Mitte April habe ich außerdem eine kleine, schlagkräftige Kommission für „Innovationen im Bau“ ins Leben gerufen. Diese soll Schritt für Schritt verschiedene Themenbereiche beleuchten und pragmatische Lösungen benennen, die wir auf hessischer Ebene umsetzen können. Hierdurch sollen die Rahmenbedingungen für den Wohnungsbau in Hessen optimiert werden. Hierzu möchte ich das bauordnungsrechtliche Regelwerk im Hinblick auf mögliche verfahrensrechtliche Vereinfachungen und materielle Erleichterungen überprüfen. Die Kommission hat den Arbeitsauftrag, übermäßig baukostensteigernde Vorschriften zu identifizieren, innovative Vorschläge für den Bürokratieabbau zu erarbeiten und konkrete Vorschläge zur Anpassung der Hessischen Bauordnung aufzuzeigen. Durch diese Vereinfachungen sollen selbstverständlich auch weitere organisatorische, technische und bauliche Innovationen ermöglicht werden.

Kaweh Mansoori

"Mit dem Bewegen vieler kleiner Stellschrauben wollen wir in Summe den Wohnungsbau voranbringen."

PolisVision: Sie haben sich zum Ziel gesetzt, die Landesbauordnung zu überarbeiten, Baunebenkosten zu senken und Bürokratie abzubauen. Ist der digitale Bauantrag, der sich derzeit in der Einführungsphase befindet, dabei ein erster Schritt? Welche weiteren Maßnahmen sind geplant?

Mansoori: Was die Überarbeitung der Hessischen Bauordnung betrifft, sind wir sehr auf die Vorschläge der Kommission für „Innovationen am Bau“ gespannt.

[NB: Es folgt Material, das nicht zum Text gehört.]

//! The `CrewRunner` boundary.
//!
//! spec.md §1 treats the LLM agent framework itself as an opaque
//! external collaborator exposing a single blocking `Kickoff` operation
//! (§GLOSSARY "Runner"). This module defines that boundary trait plus a
//! `SimulatedCrewRunner` used when no real runner is wired in — kept per
//! DESIGN.md's Open Question decision #1.

use async_trait::async_trait;
use tokio::sync::mpsc;
use tokio_util::sync::CancellationToken;

use crate::crew::Crew;
use crate::error::AppError;
use crate::workflow::{AgentOutcome, CrewResult, Deliverable};

/// Channel the intake loop uses to forward live-context instructions
/// (guidance/feedback/resource/skill_boost) into an in-flight `Kickoff`
/// call, for runners that support it. Runners that don't can simply
/// drop the receiving half; unconsumed pushes are not an error.
#[derive(Clone)]
pub struct LiveContextSink {
    tx: mpsc::UnboundedSender<String>,
}

impl LiveContextSink {
    pub fn push(&self, text: String) {
        let _ = self.tx.send(text);
    }
}

pub fn live_context_channel() -> (LiveContextSink, mpsc::UnboundedReceiver<String>) {
    let (tx, rx) = mpsc::unbounded_channel();
    (LiveContextSink { tx }, rx)
}

/// The opaque external collaborator. `kickoff` is blocking from the
/// runner's perspective (it may drive real LLM calls); callers are
/// expected to run it on a bounded worker pool, never inline on a
/// request task.
#[async_trait]
pub trait CrewRunner: Send + Sync {
    /// Whether this runner consumes [`LiveContextSink`] pushes. The
    /// intake loop still records live-context instructions for debrief
    /// even when this is `false`.
    fn supports_live_context(&self) -> bool;

    async fn kickoff(
        &self,
        crew: &Crew,
        context: Option<String>,
        live_context: LiveContextSink,
        cancel: CancellationToken,
    ) -> Result<CrewResult, AppError>;
}

/// Deterministic stand-in runner. Produces an outcome per agent derived
/// from the agent's own traits and task count rather than any source of
/// randomness, so that `create_evolving_crew` + `run_autonomous_crew`
/// with a fixed seed is reproducible end to end, per spec.md §8's
/// round-trip property.
pub struct SimulatedCrewRunner;

impl SimulatedCrewRunner {
    pub fn new() -> Self {
        Self
    }
}

impl Default for SimulatedCrewRunner {
    fn default() -> Self {
        Self::new()
    }
}

#[async_trait]
impl CrewRunner for SimulatedCrewRunner {
    fn supports_live_context(&self) -> bool {
        true
    }

    async fn kickoff(
        &self,
        crew: &Crew,
        _context: Option<String>,
        _live_context: LiveContextSink,
        cancel: CancellationToken,
    ) -> Result<CrewResult, AppError> {
        let task_count = crew.tasks.len().max(1) as f64;
        let mut agent_outcomes = Vec::with_capacity(crew.agent_ids.len());

        for (idx, agent_id) in crew.agent_ids.iter().enumerate() {
            if cancel.is_cancelled() {
                return Err(AppError::Cancelled("runner observed cancellation".to_string()));
            }
            // A short yield per "task" so the intake loop gets scheduling
            // opportunities to deliver instructions mid-kickoff.
            tokio::time::sleep(std::time::Duration::from_millis(20)).await;

            let quality = ((idx as f64 + 1.0) / (crew.agent_ids.len() as f64 + task_count)).clamp(0.0, 1.0);
            let success = quality >= 0.4;
            agent_outcomes.push(AgentOutcome {
                agent_id: *agent_id,
                success,
                quality,
            });
        }

        if cancel.is_cancelled() {
            return Err(AppError::Cancelled("runner observed cancellation".to_string()));
        }

        Ok(CrewResult {
            agent_outcomes,
            summary: format!("crew '{}' completed {} task(s)", crew.name, crew.tasks.len()),
            deliverables: vec![Deliverable {
                file_name: "summary.txt".to_string(),
                content: format!("crew {} ran {} task(s)", crew.id, crew.tasks.len()),
            }],
        })
    }
}

#[cfg(test)]
mod tests {
    use super::*;
    use crate::ids::AgentId;

    #[tokio::test]
    async fn simulated_runner_returns_an_outcome_per_agent() {
        let crew = Crew::new(
            "t".to_string(),
            vec![AgentId::new(), AgentId::new()],
            vec![],
            0.5,
        );
        let runner = SimulatedCrewRunner::new();
        let (sink, _rx) = live_context_channel();
        let result = runner
            .kickoff(&crew, None, sink, CancellationToken::new())
            .await
            .unwrap();
        assert_eq!(result.agent_outcomes.len(), 2);
    }

    #[tokio::test]
    async fn simulated_runner_honors_cancellation() {
        let crew = Crew::new("t".to_string(), vec![AgentId::new()], vec![], 0.5);
        let runner = SimulatedCrewRunner::new();
        let (sink, _rx) = live_context_channel();
        let token = CancellationToken::new();
        token.cancel();
        let result = runner.kickoff(&crew, None, sink, token).await;
        assert!(matches!(result, Err(AppError::Cancelled(_))));
    }
}
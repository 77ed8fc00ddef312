//! Server Frontend: frames tool requests from a transport, forwards to
//! the Dispatcher, serializes responses. Corresponds to spec.md §4.9.

pub mod http;
pub mod jsonrpc;
pub mod stdio;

Ein Ziel der Überarbeitung wird aber sicherlich auch die weitere Angleichung an die Muster-Bauordnung sein, in der ja erst im November 2023 beispielsweise die Regeln für den Um- und Ausbau bestehender Gebäude gelockert worden sind.

In der Tat wird auch die vollständige Digitalisierung der Baugenehmigungsverfahren zur Vereinfachung und Verfahrensbeschleunigung beitragen. Im ersten Pilotverfahren konnten in Frankfurt bereits über 200 Anträge für Werbeanlagen digital bearbeitet und beschieden werden. Als erste Kommunen im Vollverfahren sind derzeit die Wissenschaftsstadt Darmstadt und der Rheingau-Taunus-Kreis gemeinsam mit ausgewählten Bauherrschaften und Architekturbüros in der Einführungsphase und haben die ersten elektronisch eingereichten Bauanträge beschieden. Bis Ende 2024 ist ein Anschluss jeder zweiten unteren Bauaufsichtsbehörde in Hessen avisiert, die übrigen werden folgen. Mit dem Bewegen vieler kleiner Stellschrauben wollen wir in Summe den Wohnungsbau voranbringen. In Stadt, Umland und ländlichem Raum, im Bestand und Neubau, zur Miete und im Eigentum.

PolisVision: Ihr Ministerium arbeitet an einem Gesetz, das spekulativen Leerstand verbieten will. Allein in Frankfurt könnte so eine fünfstellige Zahl von Wohneinheiten auf den Markt kommen. Auf andere hessische Großstädte hochgerechnet schlummert hier also großes Potenzial?

Mansoori: Es ist richtig, dass wir aktuell an der Erstellung eines Gesetzentwurfs gegen den spekulativen Leerstand im Geltungsbereich der angespannten Wohnungsmärkte arbeiten. Unser Ziel ist es, den Leerstand von Wohnraum auf maximal sechs Monate zu begrenzen, falls keine umfassende Sanierung durchgeführt wird oder andere schutzwürdige Interessen bestehen. Wir glauben, dass wir so insgesamt eine nicht unerhebliche Zahl an bisher leer stehenden Wohnungen wieder dem allgemeinen Wohnungsmarkt zuführen können.